Stored items >>
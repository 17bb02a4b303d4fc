use chrono::{DateTime, Utc};
use serde::{Deserialize, Serialize};
use url::Url;

use crate::retry::Retryable;

/// A normalised content item from any source (Reddit post, HN story, ...).
///
/// Items are immutable once constructed; pipeline stages return new
/// collections rather than mutating their input. `id` is the identity key
/// for dedupe and persistence and is source-scoped, never empty.
#[derive(Debug, Clone, Serialize, Deserialize)]
pub struct ContentItem {
    pub id: String,
    pub source: String,
    pub title: String,
    pub author: String,
    pub url: Url,
    #[serde(default)]
    pub score: i64,
    #[serde(default)]
    pub num_comments: i64,
    pub created_utc: DateTime<Utc>,
    /// Origin-specific grouping: subreddit, HN story kind, PH topic.
    pub topic: Option<String>,
    pub text: Option<String>,
}

/// A single comment attached to an item, as returned by `fetch_comments`.
#[derive(Debug, Clone, Serialize, Deserialize)]
pub struct Comment {
    pub id: String,
    pub body: String,
    #[serde(default)]
    pub score: i64,
    #[serde(default)]
    pub author: String,
}

/// Strict-JSON summariser output. Every field defaults so a partially
/// well-formed model response still deserialises.
#[derive(Debug, Clone, Default, Serialize, Deserialize)]
pub struct StructuredSummary {
    #[serde(default)]
    pub summary: String,
    #[serde(default)]
    pub pain_points: Vec<String>,
    #[serde(default)]
    pub recommendations: Vec<String>,
    #[serde(default)]
    pub segments: Vec<String>,
    #[serde(default)]
    pub tools_mentioned: Vec<String>,
    #[serde(default)]
    pub key_metrics: Vec<String>,
    #[serde(default)]
    pub sources: Vec<String>,
    #[serde(default)]
    pub contrarian_take: String,
}

impl StructuredSummary {
    /// Fallback record for malformed model output: the raw text goes into
    /// `summary`, everything else stays empty.
    pub fn fallback(raw: &str) -> Self {
        Self {
            summary: raw.to_string(),
            ..Self::default()
        }
    }
}

/// Strict-JSON insight output derived from a summary.
#[derive(Debug, Clone, Default, Serialize, Deserialize)]
pub struct StructuredInsight {
    #[serde(default)]
    pub freelancer_actions: Vec<String>,
    #[serde(default)]
    pub client_playbook: Vec<String>,
    #[serde(default)]
    pub measurement: Vec<String>,
    #[serde(default)]
    pub risk_watchouts: Vec<String>,
    #[serde(default)]
    pub draft_titles: Vec<String>,
    #[serde(default)]
    pub confidence: f64,
    #[serde(default)]
    pub short_rationale: String,
}

impl StructuredInsight {
    pub fn fallback(raw: &str) -> Self {
        Self {
            short_rationale: raw.to_string(),
            ..Self::default()
        }
    }
}

/// Combined summary + insight row persisted per selected item, keyed by a
/// stable record id (the item id).
#[derive(Debug, Clone, Serialize, Deserialize)]
pub struct InsightRecord {
    pub id: String,
    pub item_id: String,
    pub summary: Option<StructuredSummary>,
    pub insight: StructuredInsight,
    pub llm_model: String,
    pub prompt_version: String,
}

/// Return contract for idempotent writes; lets the orchestrator log write
/// volume without knowing storage internals.
#[derive(Debug, Clone, Copy, Default, PartialEq, Eq, Serialize, Deserialize)]
pub struct UpsertResult {
    pub inserted: u64,
    pub updated: u64,
}

impl std::ops::AddAssign for UpsertResult {
    fn add_assign(&mut self, rhs: Self) {
        self.inserted += rhs.inserted;
        self.updated += rhs.updated;
    }
}

#[derive(Debug, thiserror::Error)]
pub enum PipelineError {
    #[error("HTTP error: {0}")]
    Http(#[from] reqwest::Error),

    #[error("database error: {0}")]
    Database(#[from] sqlx::Error),

    #[error("migration error: {0}")]
    Migrate(#[from] sqlx::migrate::MigrateError),

    #[error("invalid URL: {0}")]
    InvalidUrl(#[from] url::ParseError),

    #[error("serialization error: {0}")]
    Serialization(#[from] serde_json::Error),

    #[error("API error (HTTP {status}): {message}")]
    Api { status: u16, message: String },

    #[error("malformed response: {0}")]
    Malformed(String),

    #[error("configuration error: {0}")]
    Config(String),
}

impl Retryable for PipelineError {
    /// Transport, database, rate-limit, and server-side failures are
    /// retryable; parse failures, client errors, and bad configuration are
    /// not worth repeating.
    fn is_retryable(&self) -> bool {
        match self {
            PipelineError::Http(_) | PipelineError::Database(_) => true,
            PipelineError::Api { status, .. } => *status == 429 || *status >= 500,
            PipelineError::Migrate(_)
            | PipelineError::InvalidUrl(_)
            | PipelineError::Serialization(_)
            | PipelineError::Malformed(_)
            | PipelineError::Config(_) => false,
        }
    }
}

pub type Result<T> = std::result::Result<T, PipelineError>;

PROBLEM TO SOLVE >>
Among the records, find each line where the word "story" occurs, and copy it.

EXERCISE OUTPUT >>
/// A normalised content item from any source (Reddit post, HN story, ...).
    /// Origin-specific grouping: subreddit, HN story kind, PH topic.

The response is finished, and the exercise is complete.